▶ Activity: The required output consists solely of the lines from the top of the listing through the line containing "pub fn init()", transcribed exactly.

Segment Open

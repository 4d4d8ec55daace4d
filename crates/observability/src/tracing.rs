//! Tracing/logging initialization.

use tracing_subscriber::EnvFilter;

/// Initialize tracing for the process with `RUST_LOG`, defaulting to `info`.
///
/// Safe to call multiple times (subsequent calls are no-ops).
pub fn init() {
    init_with_default("info");
}

/// Like [`init`], but with a caller-chosen filter when `RUST_LOG` is unset.
pub fn init_with_default(directive: &str) {
    let filter = EnvFilter::try_from_default_env().unwrap_or_else(|_| EnvFilter::new(directive));

    // JSON logs + timestamps, configurable via RUST_LOG.
    let _ = tracing_subscriber::fmt()
        .with_env_filter(filter)
        .json()
        .with_timer(tracing_subscriber::fmt::time::SystemTime)
        .with_target(false)
        .try_init();
}
//! `batchline-core` — data model shared by every batchline crate.
//!
//! This crate contains **pure data** (no threads, no IO): the message that
//! flows through a consumer, the batching configuration, and the error types
//! collaborators report.

pub mod config;
pub mod error;
pub mod message;

pub use config::{BatchConfig, DEFAULT_RETRY_COUNT_NAME};
pub use error::{ConfigError, ConsumerError, ConsumerResult};
pub use message::{Attributes, Message};
//! One flush: call the batch handler, then route every failed item.
//!
//! Routing per failed item:
//!
//! 1. read the retry counter from its attributes ([`AttemptTracker`]);
//! 2. increment it;
//! 3. over the limit → dead-letter sink with the original attributes;
//! 4. otherwise → write the counter back and resubmit through the retry
//!    transport.
//!
//! Resubmission and dead-letter failures are logged and counted, never
//! retried here: a resubmitted item comes back as a brand-new delivery.

use std::any::Any;
use std::mem;
use std::panic::{self, AssertUnwindSafe};
use std::sync::{Arc, Mutex, PoisonError};
use std::thread;

use batchline_core::{ConsumerError, Message};
use batchline_observability::Logger;
use batchline_transport::{DeadLetterHandler, RetryTransport};

use crate::attempts::{AttemptTracker, Disposition};
use crate::handler::{BatchHandler, BatchOutcome};
use crate::stats::SharedStats;

/// What happened to one failed item.
#[derive(Debug, Copy, Clone, PartialEq, Eq)]
pub enum ItemFate {
    Retried { attempt: u32 },
    ResubmitFailed { attempt: u32 },
    DeadLettered { attempts: u32 },
    DeadLetterFailed { attempts: u32 },
}

/// Summary of one flush.
///
/// In background mode, failed items are only counted as `dispatched`; their
/// fate shows up in the scheduler stats once the background task finishes.
#[derive(Debug, Clone, Default, PartialEq, Eq)]
pub struct FlushReport {
    pub batch_size: usize,
    pub failed: usize,
    pub retried: usize,
    pub dead_lettered: usize,
    pub resubmit_failures: usize,
    pub dead_letter_failures: usize,
    pub dispatched: usize,
    pub handler_error: Option<ConsumerError>,
}

impl FlushReport {
    fn record(&mut self, fate: ItemFate) {
        match fate {
            ItemFate::Retried { .. } => self.retried += 1,
            ItemFate::ResubmitFailed { .. } => self.resubmit_failures += 1,
            ItemFate::DeadLettered { .. } => self.dead_lettered += 1,
            ItemFate::DeadLetterFailed { .. } => self.dead_letter_failures += 1,
        }
    }
}

/// Everything needed to route a failed item, cheap to clone into a task.
#[derive(Clone)]
pub(crate) struct FailureRouter {
    pub(crate) retry: Arc<dyn RetryTransport>,
    pub(crate) dead_letter: Arc<dyn DeadLetterHandler>,
    pub(crate) tracker: AttemptTracker,
    pub(crate) logger: Arc<dyn Logger>,
    pub(crate) stats: SharedStats,
}

impl FailureRouter {
    pub(crate) fn route<T>(&self, mut message: Message<T>) -> ItemFate {
        let id = message.id.clone().unwrap_or_default();

        let fate = match self.tracker.record_failure(&mut message.attributes) {
            Disposition::DeadLetter { attempts } => {
                match self.dead_letter.dead_letter(&message.data, &message.attributes) {
                    Ok(()) => {
                        self.logger.warn(format_args!(
                            "message {id} dead-lettered after {attempts} attempts (limit {})",
                            self.tracker.limit()
                        ));
                        ItemFate::DeadLettered { attempts }
                    }
                    Err(err) => {
                        self.logger
                            .error(format_args!("failed to dead-letter message {id}: {err}"));
                        ItemFate::DeadLetterFailed { attempts }
                    }
                }
            }
            Disposition::Retry { attempt } => {
                match self.retry.resubmit(&message.data, &message.attributes) {
                    Ok(()) => {
                        self.logger
                            .debug(format_args!("message {id} resubmitted, attempt {attempt}"));
                        ItemFate::Retried { attempt }
                    }
                    Err(err) => {
                        self.logger.error(format_args!(
                            "failed to resubmit message {id} (attempt {attempt}): {err}"
                        ));
                        ItemFate::ResubmitFailed { attempt }
                    }
                }
            }
        };

        self.stats.record(|s| match fate {
            ItemFate::Retried { .. } => s.retried += 1,
            ItemFate::ResubmitFailed { .. } => s.resubmit_failures += 1,
            ItemFate::DeadLettered { .. } => s.dead_lettered += 1,
            ItemFate::DeadLetterFailed { .. } => s.dead_letter_failures += 1,
        });

        fate
    }
}

pub struct BatchExecutor<T> {
    handler: Arc<dyn BatchHandler<T>>,
    router: FailureRouter,
    run_in_background: bool,
}

impl<T> BatchExecutor<T>
where
    T: Send + 'static,
{
    pub(crate) fn new(
        handler: Arc<dyn BatchHandler<T>>,
        router: FailureRouter,
        run_in_background: bool,
    ) -> Self {
        Self {
            handler,
            router,
            run_in_background,
        }
    }

    /// Run the handler over `batch` and route whatever it reports as failed.
    ///
    /// A panicking handler is treated as a batch-level failure.
    pub fn execute(&self, batch: Vec<Message<T>>) -> FlushReport {
        let logger = &self.router.logger;
        let outcome = panic::catch_unwind(AssertUnwindSafe(|| self.handler.handle(&batch)))
            .unwrap_or_else(|payload| {
                BatchOutcome::error(ConsumerError::handler(format!(
                    "handler panicked: {}",
                    panic_message(&*payload)
                )))
            });

        let mut report = FlushReport {
            batch_size: batch.len(),
            handler_error: outcome.error.clone(),
            ..Default::default()
        };

        self.router.stats.record(|s| {
            s.flushes += 1;
            s.items_flushed += batch.len() as u64;
            if outcome.error.is_some() {
                s.handler_errors += 1;
            }
        });

        if let Some(err) = &outcome.error {
            logger.error(format_args!(
                "batch of {} failed: {err} ({} items reported failed)",
                batch.len(),
                outcome.failed.len()
            ));
        }

        let failed = take_failed(batch, outcome.failed, logger.as_ref());
        report.failed = failed.len();

        if failed.is_empty() {
            return report;
        }

        if self.run_in_background {
            report.dispatched = failed.len();
            self.dispatch(failed);
        } else {
            for message in failed {
                report.record(self.router.route(message));
            }
        }

        report
    }

    /// Route a flush's failed items on one background thread.
    fn dispatch(&self, failed: Vec<Message<T>>) {
        let router = self.router.clone();
        let slot = Arc::new(Mutex::new(failed));
        let task_slot = slot.clone();

        let spawned = thread::Builder::new()
            .name("batchline-retry".to_string())
            .spawn(move || {
                let mut guard = task_slot.lock().unwrap_or_else(PoisonError::into_inner);
                let failed = mem::take(&mut *guard);
                drop(guard);
                for message in failed {
                    router.route(message);
                }
            });

        if let Err(err) = spawned {
            // The closure never ran, so the items are still in the slot.
            self.router.logger.warn(format_args!(
                "could not dispatch retry task ({err}); routing inline"
            ));
            let failed = mem::take(&mut *slot.lock().unwrap_or_else(PoisonError::into_inner));
            for message in failed {
                self.router.route(message);
            }
        }
    }
}

fn panic_message(payload: &(dyn Any + Send)) -> &str {
    payload
        .downcast_ref::<&str>()
        .copied()
        .or_else(|| payload.downcast_ref::<String>().map(String::as_str))
        .unwrap_or("non-string panic payload")
}

/// Pull the failed items out of `batch` in batch order.
///
/// Duplicate indices are collapsed; out-of-range ones are logged and ignored.
fn take_failed<T>(
    batch: Vec<Message<T>>,
    mut indices: Vec<usize>,
    logger: &dyn Logger,
) -> Vec<Message<T>> {
    if indices.is_empty() {
        return Vec::new();
    }

    let len = batch.len();
    indices.sort_unstable();
    indices.dedup();
    if let Some(&bad) = indices.iter().find(|&&i| i >= len) {
        logger.warn(format_args!(
            "handler reported failed index {bad} for a batch of {len}; ignoring out-of-range indices"
        ));
        indices.retain(|&i| i < len);
    }

    let mut slots: Vec<Option<Message<T>>> = batch.into_iter().map(Some).collect();
    indices
        .into_iter()
        .filter_map(|i| slots[i].take())
        .collect()
}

Segment Closed

▶ Answer below:
repository 4d4d8ec55daace4d
filename crates/observability/src/tracing.rs
//! Tracing/logging initialization.

use tracing_subscriber::EnvFilter;

/// Initialize tracing for the process with `RUST_LOG`, defaulting to `info`.
///
/// Safe to call multiple times (subsequent calls are no-ops).
pub fn init() {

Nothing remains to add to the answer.